ViewSets make CRUD endpoints easy.

In app/views.py:

from rest_framework import viewsets
from .models import Quote
from .serializers import QuoteSerializer

class QuoteViewSet(viewsets.ModelViewSet):
    queryset = Quote.objects.all().order_by("-created_at")
    serializer_class = QuoteSerializer

🧭 Step 5: Register the API Routes

In app/urls.py:

from django.urls import path, include
from rest_framework.routers import DefaultRouter
from .views import QuoteViewSet

router = DefaultRouter()
router.register(r"quotes", QuoteViewSet)

urlpatterns = [
    path("api/", include(router.urls)),
]

Then include app.urls in your project’s main urls.py:

from django.urls import path, include

urlpatterns = [
    path("admin/", admin.site.urls),
    path("", include("app.urls")),
]

🧪 Step 6: Test the API

Run your local server:

python manage.py runserver

Open your browser and visit:

http://127.0.0.1:8000/api/quotes/

You’ll see DRF’s interactive API view — you can add, edit, or delete quotes directly from the browser.

🔒 Step 7: Add Basic Permissions

In settings.py, define REST framework defaults:

REST_FRAMEWORK = {
    "DEFAULT_PERMISSION_CLASSES": [
        "rest_framework.permissions.AllowAny",
    ],
    "DEFAULT_AUTHENTICATION_CLASSES": [
        "rest_framework.authentication.SessionAuthentication",
    ],
}

Later, you’ll switch to JWT authentication (we’ll cover that in the next tutorial).

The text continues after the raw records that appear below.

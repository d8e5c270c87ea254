//! Core configuration types and defaults.
//!
//! This module contains the configuration consumed by the Forge core: where
//! the transport listens, how many sessions it accepts, where the greeting
//! lives, and the prompt templates the login interpreter renders.

use crate::model::{ConnectionState, LoginState};
use serde::{Deserialize, Serialize};
use std::net::SocketAddr;
use std::path::PathBuf;

/// Placeholder replaced with the pending or committed name in prompts.
pub const NAME_PLACEHOLDER: &str = "{name}";

/// Configuration structure for the Forge core.
#[derive(Debug, Clone, Serialize, Deserialize)]
pub struct ForgeConfig {
    /// The socket address to bind the WebSocket transport to
    pub bind_address: SocketAddr,

    /// Maximum number of concurrent sessions allowed
    pub max_connections: usize,

    /// External greeting file, shown to every new session
    pub greeting_path: PathBuf,

    /// Prompt templates per state
    pub prompts: PromptConfig,
}

impl Default for ForgeConfig {
    fn default() -> Self {
        Self {
            bind_address: SocketAddr::from(([127, 0, 0, 1], 8080)),
            max_connections: 1000,
            greeting_path: PathBuf::from("config/greeting.txt"),
            prompts: PromptConfig::default(),
        }
    }
}

/// Prompt templates, one per state.
///
/// `{name}` in a template is replaced with the connection's pending or
/// committed name when the prompt is rendered.
#[derive(Debug, Clone, PartialEq, Eq, Serialize, Deserialize)]
#[serde(default)]
pub struct PromptConfig {
    pub default: String,
    pub login_ask_name: String,
    pub login_ask_password: String,
    pub create_choose_name: String,
    pub create_confirm_name: String,
    pub create_choose_password: String,
    pub create_confirm_password: String,
    /// Last line of the in-game prompt; a blank line is always printed first
    pub in_game: String,
}

impl Default for PromptConfig {
    fn default() -> Self {
        Self {
            default: "[default]Create a new character? [y/N]: ".to_string(),
            login_ask_name: "[default]Name: ".to_string(),
            login_ask_password: "[default]Password: ".to_string(),
            create_choose_name: "[default]Please choose a name: ".to_string(),
            create_confirm_name: "[default]Are you sure '{name}' is the name you want? [y/N]: "
                .to_string(),
            create_choose_password: "[default]Please choose a password: ".to_string(),
            create_confirm_password: "[default]Please confirm your password: ".to_string(),
            in_game: "[default]{name}> ".to_string(),
        }
    }
}

impl PromptConfig {
    /// Raw template for a state.
    pub fn template(&self, state: ConnectionState) -> &str {
        match state {
            ConnectionState::InGame => &self.in_game,
            ConnectionState::Login(login) => match login {
                LoginState::Default => &self.default,
                LoginState::LoginAskName => &self.login_ask_name,
                LoginState::LoginAskPassword => &self.login_ask_password,
                LoginState::CreateChooseName => &self.create_choose_name,
                LoginState::CreateConfirmName => &self.create_confirm_name,
                LoginState::CreateChoosePassword => &self.create_choose_password,
                LoginState::CreateConfirmPassword => &self.create_confirm_password,
            },
        }
    }

    /// Renders the template for `state`, substituting `name`.
    pub fn render(&self, state: ConnectionState, name: &str) -> String {
        self.template(state).replace(NAME_PLACEHOLDER, name)
    }

    /// Templates that are empty; an empty prompt leaves the client with
    /// nothing to answer.
    pub fn empty_templates(&self) -> Vec<&'static str> {
        let entries = [
            ("default", &self.default),
            ("login_ask_name", &self.login_ask_name),
            ("login_ask_password", &self.login_ask_password),
            ("create_choose_name", &self.create_choose_name),
            ("create_confirm_name", &self.create_confirm_name),
            ("create_choose_password", &self.create_choose_password),
            ("create_confirm_password", &self.create_confirm_password),
            ("in_game", &self.in_game),
        ];

        entries
            .into_iter()
            .filter(|(_, template)| template.is_empty())
            .map(|(key, _)| key)
            .collect()
    }
}

#[cfg(test)]
mod tests {
    use super::*;

    #[test]
    fn test_render_substitutes_name() {
        let prompts = PromptConfig::default();

        assert_eq!(
            prompts.render(ConnectionState::Login(LoginState::CreateConfirmName), "Dani"),
            "[default]Are you sure 'Dani' is the name you want? [y/N]: "
        );
        assert_eq!(prompts.render(ConnectionState::InGame, "Scion"), "[default]Scion> ");
    }

    #[test]
    fn test_render_without_placeholder_is_verbatim() {
        let prompts = PromptConfig::default();

        assert_eq!(
            prompts.render(ConnectionState::Login(LoginState::LoginAskName), "Dani"),
            "[default]Name: "
        );
    }

    #[test]
    fn test_default_templates_are_complete() {
        assert!(PromptConfig::default().empty_templates().is_empty());

        let prompts = PromptConfig {
            in_game: String::new(),
            ..PromptConfig::default()
        };
        assert_eq!(prompts.empty_templates(), vec!["in_game"]);
    }
}
//! Collaborator interfaces consumed by the orchestration core.
//!
//! The host authoring tool provides implementations of these traits; the
//! core never renders, persists metadata, or drives UI itself. All traits
//! are object-safe and `Send + Sync` so they can cross the manifest-build
//! worker thread.

use crate::cache::ItemRef;
use anyhow::{Context, Result, anyhow};
use image::{ImageFormat, RgbaImage};
use std::io::Cursor;

/// Uncompressed RGBA pixels produced by a [`ThumbnailRenderer`].
///
/// An empty pixel buffer signals a soft per-item failure.
#[derive(Debug, Clone, Default)]
pub struct RawImage {
    pub width: u32,
    pub height: u32,
    pub rgba: Vec<u8>,
}

impl RawImage {
    pub fn is_empty(&self) -> bool {
        self.rgba.is_empty()
    }
}

/// Renders a visual proxy for one item at the requested square size.
///
/// May block on upstream asset preparation (compilation, streaming); the
/// orchestrator keeps this call off its owner context.
pub trait ThumbnailRenderer: Send + Sync {
    fn export(&self, item: &ItemRef, size: u32) -> RawImage;
}

/// Compresses raw pixels into an on-disk image payload.
pub trait ImageEncoder: Send + Sync {
    fn encode(&self, raw: &RawImage) -> Result<Vec<u8>>;
}

/// Lossless PNG encoder backed by the `image` crate.
pub struct PngEncoder;

impl ImageEncoder for PngEncoder {
    fn encode(&self, raw: &RawImage) -> Result<Vec<u8>> {
        let buffer = RgbaImage::from_raw(raw.width, raw.height, raw.rgba.clone()).ok_or_else(
            || {
                anyhow!(
                    "pixel buffer does not match {}x{} RGBA dimensions",
                    raw.width,
                    raw.height
                )
            },
        )?;

        let mut bytes = Vec::new();
        buffer
            .write_to(&mut Cursor::new(&mut bytes), ImageFormat::Png)
            .context("failed to encode proxy image as PNG")?;
        Ok(bytes)
    }
}

/// Persists a string-valued metadata field on an item.
///
/// Assumed idempotent and last-write-wins. The orchestrator only calls this
/// from its owner context, never concurrently with other item mutation.
pub trait MetadataStore: Send + Sync {
    fn set_field(&self, item: &ItemRef, field: &str, value: &str);
}

/// Opaque handle to a transient user-facing notification.
#[derive(Debug, Clone, Copy, PartialEq, Eq, Hash)]
pub struct NotificationId(pub u64);

/// Transient progress/status display.
pub trait NotificationService: Send + Sync {
    fn push(&self, message: &str) -> NotificationId;
    fn resolve(&self, id: NotificationId, success: bool);
}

🧠 Optional: Add Pagination and Filtering

Add pagination to your API responses:

REST_FRAMEWORK = {
    "DEFAULT_PAGINATION_CLASS": "rest_framework.pagination.PageNumberPagination",
    "PAGE_SIZE": 10,
}

Add search or filtering with django-filter:

pip install django-filter

Then modify the viewset:

from rest_framework import filters

class QuoteViewSet(viewsets.ModelViewSet):
    queryset = Quote.objects.all()
    serializer_class = QuoteSerializer
    filter_backends = [filters.SearchFilter]
    search_fields = ["author", "category"]

Now you can search like this:

/api/quotes/?search=wisdom

🚀 Step 8: Deploy the API to Fly.io

If you followed the previous tutorial, your Fly.io setup already works.
You just need to redeploy with your new API changes:

flyctl deploy

Then visit:

https://yourapp.fly.dev/api/quotes/

Your REST API is now globally available.

🧭 What’s Next

From here, you can:

  • Add authentication with Djoser + SimpleJWT
  • Connect your API to a Vue.js or Flutter frontend
  • Add background tasks with Celery and Redis

This API pattern works for everything — SaaS apps, mobile backends, CRMs, and even personal dashboards.

🏁 Conclusion

Building APIs with Django REST Framework is fast, clean, and scalable.
You don’t need heavy frameworks or enterprise tools to serve data — just Django, DRF, and a good deployment pipeline.

When you own your stack, you own your business.